Nothing but the lines from the one containing "pub(crate) fn render(user: &UserDto)" to the end of the data should be returned, each exactly as written.

-*-

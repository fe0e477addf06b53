use serde::{Deserialize, Serialize};

use crate::users::dto::SerializedUser;

/// Request body for login.
#[derive(Debug, Deserialize)]
pub struct LoginRequest {
    pub username: String,
    pub password: String,
}

/// Request body for token refresh.
#[derive(Debug, Deserialize)]
#[serde(rename_all = "camelCase")]
pub struct RefreshRequest {
    pub refresh_token: String,
}

/// Response returned after login or refresh.
#[derive(Debug, Serialize)]
#[serde(rename_all = "camelCase")]
pub struct AuthResponse {
    #[serde(skip_serializing_if = "Option::is_none")]
    pub navigate_to: Option<String>,
    pub access_token: String,
    pub refresh_token: String,
    pub user: SerializedUser,
}
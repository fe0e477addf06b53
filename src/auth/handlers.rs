use axum::{
    extract::{FromRef, State},
    routing::{get, post},
    Json, Router,
};
use tracing::{error, info, instrument, warn};

use crate::{
    auth::{
        dto::{AuthResponse, LoginRequest, RefreshRequest},
        jwt::{AuthUser, JwtKeys},
    },
    error::{ApiError, ApiResult},
    state::AppState,
    users::{
        dto::{SerializedUser, UserDto},
        repo_types::Permission,
        services::CredentialCheck,
    },
};

pub fn auth_routes() -> Router<AppState> {
    Router::new()
        .route("/auth/login", post(login))
        .route("/auth/refresh", post(refresh))
}

pub fn me_routes() -> Router<AppState> {
    Router::new()
        .route("/me", get(get_me))
        .route("/me/permissions", get(get_my_permissions))
}

#[instrument(skip(state, payload))]
pub async fn login(
    State(state): State<AppState>,
    Json(payload): Json<LoginRequest>,
) -> ApiResult<Json<AuthResponse>> {
    let check = state
        .users
        .validate_credentials(&payload.username, &payload.password)
        .await
        .map_err(|e| state.api_error(e))?;

    let user = match check {
        CredentialCheck::Valid(user) => user,
        CredentialCheck::NotFound => {
            warn!(username = %payload.username, "login unknown username");
            return Err(ApiError::not_found("Unknown username"));
        }
        CredentialCheck::Invalid => {
            warn!(username = %payload.username, "login invalid password");
            return Err(ApiError::unauthorized("Invalid password"));
        }
    };

    let response = issue_tokens(&state, &user, Some(state.config.home_path.clone()))?;
    info!(username = %payload.username, "user logged in");
    Ok(Json(response))
}

#[instrument(skip(state, payload))]
pub async fn refresh(
    State(state): State<AppState>,
    Json(payload): Json<RefreshRequest>,
) -> ApiResult<Json<AuthResponse>> {
    let keys = JwtKeys::from_ref(&state);
    let claims = keys
        .verify_refresh(&payload.refresh_token)
        .map_err(|e| ApiError::unauthorized(e.to_string()))?;

    let user = state
        .users
        .get_by_id(claims.sub)
        .await
        .map_err(|e| state.api_error(e))?
        .ok_or_else(|| ApiError::unauthorized("User not found"))?;

    Ok(Json(issue_tokens(&state, &user, None)?))
}

#[instrument(skip(state))]
pub async fn get_me(
    State(state): State<AppState>,
    AuthUser(user_id): AuthUser,
) -> ApiResult<Json<SerializedUser>> {
    let user = state
        .users
        .get_by_id(user_id)
        .await
        .map_err(|e| state.api_error(e))?
        .ok_or_else(|| {
            error!(user_id, "token for missing user");
            ApiError::unauthorized("User not found")
        })?;
    Ok(Json(render(&user)?))
}

#[instrument(skip(state))]
pub async fn get_my_permissions(
    State(state): State<AppState>,
    AuthUser(user_id): AuthUser,
) -> ApiResult<Json<Vec<Permission>>> {
    let permissions = state
        .users
        .get_permissions_by_user_id(user_id)
        .await
        .map_err(|e| state.api_error(e))?;
    Ok(Json(permissions))
}

fn issue_tokens(
    state: &AppState,
    user: &UserDto,
    navigate_to: Option<String>,
) -> ApiResult<AuthResponse> {
    let user_id = user
        .id()
        .ok_or_else(|| ApiError::internal("stored user has no id"))?;
    let keys = JwtKeys::from_ref(state);
    let access_token = keys.sign_access(user_id).map_err(|e| {
        error!(error = %e, "jwt sign access failed");
        ApiError::internal(e.to_string())
    })?;
    let refresh_token = keys.sign_refresh(user_id).map_err(|e| {
        error!(error = %e, "jwt sign refresh failed");
        ApiError::internal(e.to_string())
    })?;
    Ok(AuthResponse {
        navigate_to,
        access_token,
        refresh_token,
        user: render(user)?,
    })
}

pub(crate) fn render(user: &UserDto) -> ApiResult<SerializedUser> {
    user.serialize().map_err(|e| {
        error!(error = %e, "user serialization failed");
        ApiError::internal("could not serialize user")
    })
}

-*-

## Solution below
pub(crate) fn render(user: &UserDto) -> ApiResult<SerializedUser> {
    user.serialize().map_err(|e| {
        error!(error = %e, "user serialization failed");
        ApiError::internal("could not serialize user")
    })
}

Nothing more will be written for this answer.